Publié le 17 décembre 2015

20151217_Transaction_Funding_Agreement

Forte Energy NL ACN 009 087 852


AIM Release

17 December 2015


Transaction Funding Agreement


Forte Energy NL ("Forte" or "the Company") (AIM: FTE), is pleased to advise that it has entered into a transaction funding agreement with DJ Family Trust ("DJFT") as a first step towards reaching an in-principal agreement to enter into a corporate transaction in the financial technology sector.


Under the agreement, the Company will receive A$200,000 via a Convertible Note. The key terms for the Convertible Note are as follows:


  • Principal amount: AS$200,000;

  • Maturity date: 2 years from date of issue; and

  • Conversion price: the lender may elect to convert all or part of the loan at 90% of an average weighted market price calculated from selected trading days during the 15 trading days prior to conversion.


The Company has also entered into a Conditional Option Agreement with DJFT over its 51% controlling stake in BOS GLOBAL Limited ("BGL"). DJFT is the private investment vehicle of Michael Travia, founder and Group Chief Executive of BGL. The funds from the Convertible Note will be used to support the Company whilst negotiations are finalised and approvals sought for a potential reverse takeover by BGL, subject to Shareholder approval of both companies.


The terms of the proposed transaction will be announced once final agreement has been attained with the ultimate aim to acquire all of the issued capital of BGL. After completing the agreement, shareholder approval would be sought under the reverse take over ("RTO") provisions of the AIM Rules. It is anticipated the proposed RTO complete by April 2016 and will be subject to shareholder approval. It is envisaged that the Convertible Note will be repaid from capital raised at the time of the RTO.


BGL is an unlisted Australian public company focused on the aggregation of cloud technology investments targeting banks, financial institutions, insurers and professional consulting organisations. BGL has extensive FinTech experience with its established network of professional investment, enterprise sales, product marketing, product design, software development and support capabilities worldwide.

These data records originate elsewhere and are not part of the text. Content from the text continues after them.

//! Tunables and economic knobs.
//!
//! The gas multipliers are economic headroom, not protocol constants; the
//! liquidation knobs bound how much refresh work one tick may generate.

use rust_decimal::Decimal;
use std::time::Duration;

/// Widest block range a single `eth_getLogs` query may cover.
pub const MAX_EVENT_BLOCK_RANGE: u64 = 50_000;

/// Cap on how many blocks one tick may process after downtime.
pub const MAX_BACKLOG: u64 = 200_000;

/// Per-execute batch size for concurrent per-account tasks.
pub const MAX_BATCH_SIZE: usize = 4;

/// Pause between batches within one `execute`.
pub const BATCH_WAIT_TIME: Duration = Duration::from_millis(500);

/// Gas-limit headroom applied on top of `estimateGas` (×1.2).
pub const GAS_LIMIT_HEADROOM_NUM: u64 = 12;
pub const GAS_LIMIT_HEADROOM_DEN: u64 = 10;

/// Gas-price headroom applied on top of `eth_gasPrice` (×2).
pub const GAS_PRICE_HEADROOM: u128 = 2;

/// One-confirmation wait budget for submitted transactions.
pub const TX_CONFIRM_TIMEOUT: Duration = Duration::from_secs(120);

/// Hard deadline for draining the current tick on shutdown.
pub const SHUTDOWN_GRACE: Duration = Duration::from_secs(30);

/// Multicall3 page size for flag dry-runs and submissions.
pub const MULTICALL_PAGE_SIZE: usize = 20;

/// Apply the ×1.2 gas-limit headroom.
pub fn with_gas_headroom(estimate: u64) -> u64 {
    estimate.saturating_mul(GAS_LIMIT_HEADROOM_NUM) / GAS_LIMIT_HEADROOM_DEN
}

/// Liquidation candidate-selection knobs.
#[derive(Debug, Clone)]
pub struct LiquidationParams {
    /// Relative liq-price distance under which a position is "close".
    pub proximity_threshold: Decimal,
    /// Age after which a far liquidation price counts as outdated.
    pub far_price_recency_cutoff: Duration,
    /// Refresh budget for outdated far prices per tick.
    pub max_far_prices_to_update: usize,
}

impl Default for LiquidationParams {
    fn default() -> Self {
        Self {
            proximity_threshold: Decimal::new(5, 2), // 0.05
            far_price_recency_cutoff: Duration::from_secs(6 * 3600),
            max_far_prices_to_update: 1,
        }
    }
}

#[cfg(test)]
mod tests {
    use super::*;

    #[test]
    fn gas_headroom_is_twenty_percent() {
        assert_eq!(with_gas_headroom(100_000), 120_000);
        assert_eq!(with_gas_headroom(0), 0);
    }

    #[test]
    fn default_liquidation_knobs() {
        let p = LiquidationParams::default();
        assert_eq!(p.proximity_threshold, Decimal::new(5, 2));
        assert_eq!(p.far_price_recency_cutoff.as_secs(), 21_600);
        assert_eq!(p.max_far_prices_to_update, 1);
    }
}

BGL has publicly stated its objective to be a listed organisation in UK, Australia and United States over the coming five years. This transaction is the first step to achieving its stated goals for shareholders. For further corporate information about BGL visit www.bosglobal.biz .


The Company looks forward in the near term to advising shareholders of any developments, including the final terms of the proposed transaction.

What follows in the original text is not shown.